(Stored items from a collection)
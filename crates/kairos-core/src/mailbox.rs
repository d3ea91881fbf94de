// Copyright 2025 eraflo
//
// Licensed under the Apache License, Version 2.0 (the "License");
// you may not use this file except in compliance with the License.
// You may obtain a copy of the License at
//
//     http://www.apache.org/licenses/LICENSE-2.0
//
// Unless required by applicable law or agreed to in writing, software
// distributed under the License is distributed on an "AS IS" BASIS,
// WITHOUT WARRANTIES OR CONDITIONS OF ANY KIND, either express or implied.
// See the License for the specific language governing permissions and
// limitations under the License.

//! Cross-thread registration mailbox.
//!
//! Add/remove requests are the scheduler's only concurrency-safe surface.
//! They travel over a bounded lane drained exclusively at the start of a
//! scheduling pass, so live iteration state is never mutated mid-pass. When
//! the bounded lane is full, requests divert to an unbounded overflow lane
//! serviced by a single retry worker with exponential backoff: registration
//! is never dropped and never blocks the caller.

use crate::logic::LogicUnit;
use crossbeam_channel::{Receiver, RecvTimeoutError, Sender, TrySendError};
use std::collections::HashMap;
use std::sync::atomic::{AtomicBool, Ordering};
use std::sync::{Arc, Mutex};
use std::thread;
use std::time::Duration;

/// How long the retry worker sleeps between checks for shutdown while idle.
const WORKER_IDLE_POLL: Duration = Duration::from_millis(10);

pub(crate) enum ControlOp {
    Add(LogicUnit),
    Remove(String),
}

impl ControlOp {
    fn kind(&self) -> &'static str {
        match self {
            ControlOp::Add(_) => "add",
            ControlOp::Remove(_) => "remove",
        }
    }
}

/// Shared name-to-tombstone registry. `Registrar::remove` flips the flag so
/// an already-registered unit can never run again, even before the deferred
/// physical cleanup executes.
pub(crate) type TombstoneMap = Arc<Mutex<HashMap<String, Arc<AtomicBool>>>>;

/// Cloneable handle for registering and removing logic units from any
/// thread, including from inside a running callback.
///
/// Obtained from [`RuntimeLimiter::registrar`](crate::RuntimeLimiter::registrar).
/// Requests take effect at the start of the next scheduling pass; removal
/// additionally tombstones a known unit immediately.
#[derive(Clone)]
pub struct Registrar {
    ops: Sender<ControlOp>,
    overflow: Sender<ControlOp>,
    tombstones: TombstoneMap,
}

impl Registrar {
    /// Queues a unit for registration at the next pass start.
    ///
    /// Registering a name already present in the owning scheduler is a
    /// programmer error and aborts when the queue is drained.
    pub fn add(&self, unit: LogicUnit) {
        self.push(ControlOp::Add(unit));
    }

    /// Queues a unit for removal. Unknown or already-removed names are a
    /// silent no-op; a known unit is marked removed immediately and will not
    /// run again.
    pub fn remove(&self, name: &str) {
        if let Some(flag) = self.tombstones.lock().unwrap().get(name) {
            flag.store(true, Ordering::Release);
        }
        self.push(ControlOp::Remove(name.to_string()));
    }

    fn push(&self, op: ControlOp) {
        // Anything already sitting in the overflow lane must stay ahead of
        // newer requests, so keep routing through it until it drains.
        if !self.overflow.is_empty() {
            let _ = self.overflow.send(op);
            return;
        }
        match self.ops.try_send(op) {
            Ok(()) => {}
            Err(TrySendError::Full(op)) => {
                log::warn!(
                    "registration mailbox full; deferring {} to the retry worker",
                    op.kind()
                );
                let _ = self.overflow.send(op);
            }
            Err(TrySendError::Disconnected(op)) => {
                log::error!(
                    "registration mailbox closed; discarding {} (scheduler was dropped)",
                    op.kind()
                );
            }
        }
    }
}

/// Owning side of the mailbox, held by the scheduler.
pub(crate) struct Mailbox {
    ops_rx: Receiver<ControlOp>,
    registrar: Registrar,
    running: Arc<AtomicBool>,
    worker: Option<thread::JoinHandle<()>>,
}

impl Mailbox {
    pub fn new(capacity: usize, backoff: Duration, backoff_max: Duration) -> Self {
        let (ops_tx, ops_rx) = crossbeam_channel::bounded(capacity.max(1));
        let (overflow_tx, overflow_rx) = crossbeam_channel::unbounded();
        let tombstones: TombstoneMap = Arc::new(Mutex::new(HashMap::new()));
        let running = Arc::new(AtomicBool::new(true));

        let worker_running = Arc::clone(&running);
        let worker_ops = ops_tx.clone();
        let worker = thread::spawn(move || {
            retry_loop(overflow_rx, worker_ops, worker_running, backoff, backoff_max);
        });

        Self {
            ops_rx,
            registrar: Registrar {
                ops: ops_tx,
                overflow: overflow_tx,
                tombstones,
            },
            running,
            worker: Some(worker),
        }
    }

    pub fn registrar(&self) -> Registrar {
        self.registrar.clone()
    }

    pub fn tombstones(&self) -> &TombstoneMap {
        &self.registrar.tombstones
    }

    /// Takes every currently queued op. Called only by the scheduling thread
    /// at the start of a pass.
    pub fn drain(&self) -> Vec<ControlOp> {
        self.ops_rx.try_iter().collect()
    }
}

impl Drop for Mailbox {
    fn drop(&mut self) {
        self.running.store(false, Ordering::SeqCst);
        if let Some(handle) = self.worker.take() {
            let _ = handle.join();
        }
    }
}

/// Moves diverted ops back into the bounded lane, backing off while it stays
/// full. Exactly one worker exists per mailbox, which bounds retry
/// concurrency under sustained pressure.
fn retry_loop(
    overflow_rx: Receiver<ControlOp>,
    ops_tx: Sender<ControlOp>,
    running: Arc<AtomicBool>,
    backoff: Duration,
    backoff_max: Duration,
) {
    loop {
        match overflow_rx.recv_timeout(WORKER_IDLE_POLL) {
            Ok(mut op) => {
                let mut delay = backoff;
                loop {
                    match ops_tx.try_send(op) {
                        Ok(()) => break,
                        Err(TrySendError::Full(returned)) => {
                            if !running.load(Ordering::Relaxed) {
                                return;
                            }
                            op = returned;
                            thread::sleep(delay);
                            delay = (delay * 2).min(backoff_max);
                        }
                        Err(TrySendError::Disconnected(_)) => return,
                    }
                }
            }
            Err(RecvTimeoutError::Timeout) => {
                if !running.load(Ordering::Relaxed) {
                    return;
                }
            }
            Err(RecvTimeoutError::Disconnected) => return,
        }
    }
}

#[cfg(test)]
mod tests {
    use super::*;

    fn unit(name: &str) -> LogicUnit {
        LogicUnit::new(name, |_| {})
    }

    #[test]
    fn ops_round_trip_through_bounded_lane() {
        let mailbox = Mailbox::new(8, Duration::from_millis(1), Duration::from_millis(10));
        let registrar = mailbox.registrar();
        registrar.add(unit("a"));
        registrar.remove("a");

        let ops = mailbox.drain();
        assert_eq!(ops.len(), 2);
        assert!(matches!(ops[0], ControlOp::Add(_)));
        assert!(matches!(&ops[1], ControlOp::Remove(name) if name == "a"));
    }

    #[test]
    fn overflow_is_retried_not_dropped() {
        let mailbox = Mailbox::new(1, Duration::from_millis(1), Duration::from_millis(5));
        let registrar = mailbox.registrar();
        for i in 0..5 {
            registrar.add(unit(&format!("u{i}")));
        }

        // The worker needs drain cycles to move overflow into the bounded
        // lane; emulate a few scheduling passes.
        let mut seen = 0;
        for _ in 0..50 {
            seen += mailbox.drain().len();
            if seen == 5 {
                break;
            }
            thread::sleep(Duration::from_millis(5));
        }
        assert_eq!(seen, 5, "every overflowed op must eventually arrive");
    }

    #[test]
    fn remove_marks_known_tombstone_immediately() {
        let mailbox = Mailbox::new(8, Duration::from_millis(1), Duration::from_millis(10));
        let flag = Arc::new(AtomicBool::new(false));
        mailbox
            .tombstones()
            .lock()
            .unwrap()
            .insert("ghost".to_string(), Arc::clone(&flag));

        mailbox.registrar().remove("ghost");
        assert!(flag.load(Ordering::Acquire));
    }

    #[test]
    fn remove_of_unknown_name_is_silent() {
        let mailbox = Mailbox::new(8, Duration::from_millis(1), Duration::from_millis(10));
        mailbox.registrar().remove("nobody");
        assert_eq!(mailbox.drain().len(), 1);
    }
}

What is required: The lines from the start of the entries above through the line containing "only concurrency-safe surface." are the ones to return, please; copy them exactly and include both ends.

Result of the task:
filename crates/kairos-core/src/mailbox.rs
repository d3ea91881fbf94de
// Copyright 2025 eraflo
//
// Licensed under the Apache License, Version 2.0 (the "License");
// you may not use this file except in compliance with the License.
// You may obtain a copy of the License at
//
//     http://www.apache.org/licenses/LICENSE-2.0
//
// Unless required by applicable law or agreed to in writing, software
// distributed under the License is distributed on an "AS IS" BASIS,
// WITHOUT WARRANTIES OR CONDITIONS OF ANY KIND, either express or implied.
// See the License for the specific language governing permissions and
// limitations under the License.

//! Cross-thread registration mailbox.
//!
//! Add/remove requests are the scheduler's only concurrency-safe surface.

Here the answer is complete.